# Assigned task
The response must contain every line from the records below that has "AdapterError".

# Material supplied
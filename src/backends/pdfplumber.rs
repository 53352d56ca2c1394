//! Table-aware PDF text extraction via the `pdfplumber` Python package.
//!
//! A short inline script walks the pages, collecting page text and every
//! table `find_tables()` detects (cell grid plus bounding box), and prints
//! one JSON object on stdout:
//!
//! ```text
//! {"page_count": 3, "metadata": {"Title": ...},
//!  "pages": [{"page": 1, "text": "...", "tables": [{"bbox": [x0, top, x1, bottom], "rows": [[...]]}]}]}
//! ```

use super::{json_type, pdfium, run_tool, Backend, BackendContext, BackendId, PdfInfo, RawBackendOutput};
use crate::capability::Capability;
use crate::config::Options;
use crate::error::{AdapterError, PolyExtractError};
use crate::output::{BoundingBox, Table, UnifiedResult};
use crate::pipeline::input::ResolvedInput;
use async_trait::async_trait;
use serde_json::{Map, Value};
use std::ffi::OsString;
use tracing::debug;

pub struct PdfplumberBackend;

const SCRIPT: &str = r#"
import json, sys
import pdfplumber

path, password, first, last, want_tables = sys.argv[1:6]
first = int(first) if first else 1
last = int(last) if last else None
out = {"pages": []}
with pdfplumber.open(path, password=password or None) as pdf:
    out["page_count"] = len(pdf.pages)
    out["metadata"] = {
        k: str(v) for k, v in (pdf.metadata or {}).items()
        if isinstance(v, (str, int, float))
    }
    for page in pdf.pages:
        n = page.page_number
        if n < first or (last is not None and n > last):
            continue
        tables = []
        if want_tables == "1":
            for table in page.find_tables():
                tables.append({"bbox": list(table.bbox), "rows": table.extract()})
        out["pages"].append({"page": n, "text": page.extract_text() or "", "tables": tables})
json.dump(out, sys.stdout)
"#;

/// Interpreter arguments: the inline script, then its positional inputs.
pub fn build_args(input: &ResolvedInput, options: &Options) -> Vec<OsString> {
    let page = |key: &str| {
        options
            .get_u64(key)
            .filter(|p| *p > 0)
            .map(|p| p.to_string())
            .unwrap_or_default()
    };
    let want_tables = if options.bool_or("export_tables", true) {
        "1"
    } else {
        "0"
    };
    vec![
        "-c".into(),
        SCRIPT.into(),
        input.path().as_os_str().to_owned(),
        options.get_str("password").unwrap_or_default().into(),
        page("first_page").into(),
        page("last_page").into(),
        want_tables.into(),
    ]
}

#[async_trait]
impl Backend for PdfplumberBackend {
    fn id(&self) -> BackendId {
        BackendId::Pdfplumber
    }

    fn required_capabilities(&self) -> &[Capability] {
        &[Capability::Pdfplumber]
    }

    async fn invoke(
        &self,
        input: &ResolvedInput,
        options: &Options,
        ctx: &BackendContext,
    ) -> Result<RawBackendOutput, AdapterError> {
        let output = run_tool(self.id(), &ctx.python, build_args(input, options), ctx).await?;
        if !output.success() {
            return Err(output.exit_failure(self.id()));
        }
        let value: Value = serde_json::from_slice(&output.stdout)
            .map_err(|e| AdapterError::permanent(self.id(), format!("output is not JSON: {e}")))?;
        Ok(RawBackendOutput::Pdfplumber(value))
    }
}

// ── Normalization ────────────────────────────────────────────────────────

/// Map the script's JSON into the unified schema: page text as for every
/// PDF text backend, plus the detected tables.
pub fn normalize(value: &Value) -> Result<UnifiedResult, PolyExtractError> {
    let shape_error = |detail: String| PolyExtractError::Normalization {
        backend: BackendId::Pdfplumber,
        detail,
    };
    let obj = value
        .as_object()
        .ok_or_else(|| shape_error(format!("expected a JSON object, got {}", json_type(value))))?;
    let pages = obj
        .get("pages")
        .and_then(Value::as_array)
        .ok_or_else(|| shape_error("missing `pages` list".to_string()))?;

    let texts: Vec<String> = pages
        .iter()
        .map(|p| p.get("text").and_then(Value::as_str).unwrap_or("").to_string())
        .collect();
    let meta = obj.get("metadata").and_then(Value::as_object);
    let tag = |key: &str| {
        meta.and_then(|m| m.get(key))
            .and_then(Value::as_str)
            .map(|v| v.trim().to_string())
            .filter(|v| !v.is_empty())
    };
    let info = PdfInfo {
        title: tag("Title"),
        author: tag("Author"),
        subject: tag("Subject"),
        keywords: tag("Keywords"),
        producer: tag("Producer"),
        version: None,
    };

    let mut result = pdfium::normalize(BackendId::Pdfplumber, &texts, &info)?;
    if let Some(count) = obj.get("page_count").and_then(Value::as_u64) {
        result.metadata.page_count = count as usize;
    }

    for page in pages {
        let number = page.get("page").and_then(Value::as_u64).map(|n| n as u32);
        let Some(tables) = page.get("tables").and_then(Value::as_array) else {
            continue;
        };
        for table in tables {
            let index = result.tables.len();
            result.tables.push(table_from(index, number, table));
        }
    }
    debug!("pdfplumber normalized {} tables", result.tables.len());
    Ok(result)
}

fn table_from(index: usize, page: Option<u32>, table: &Value) -> Table {
    let mut rows: Vec<Vec<String>> = table
        .get("rows")
        .and_then(Value::as_array)
        .map(|rows| {
            rows.iter()
                .map(|row| {
                    row.as_array()
                        .map(|cells| {
                            cells
                                .iter()
                                .map(|c| c.as_str().unwrap_or("").trim().to_string())
                                .collect()
                        })
                        .unwrap_or_default()
                })
                .collect()
        })
        .unwrap_or_default();

    let num_cols = rows.iter().map(Vec::len).max().unwrap_or(0);
    let headers = if rows.len() > 1 {
        rows.remove(0)
    } else {
        Vec::new()
    };
    let bbox = table.get("bbox").and_then(Value::as_array).and_then(|b| {
        let f = |i: usize| b.get(i).and_then(Value::as_f64);
        Some(BoundingBox::new(f(0)?, f(1)?, f(2)?, f(3)?))
    });

    Table {
        index,
        page,
        caption: String::new(),
        num_rows: rows.len(),
        num_cols,
        headers,
        rows,
        bbox,
        extensions: Map::new(),
    }
}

# Problem solution
use crate::error::{AdapterError, PolyExtractError};
    ) -> Result<RawBackendOutput, AdapterError> {
            .map_err(|e| AdapterError::permanent(self.id(), format!("output is not JSON: {e}")))?;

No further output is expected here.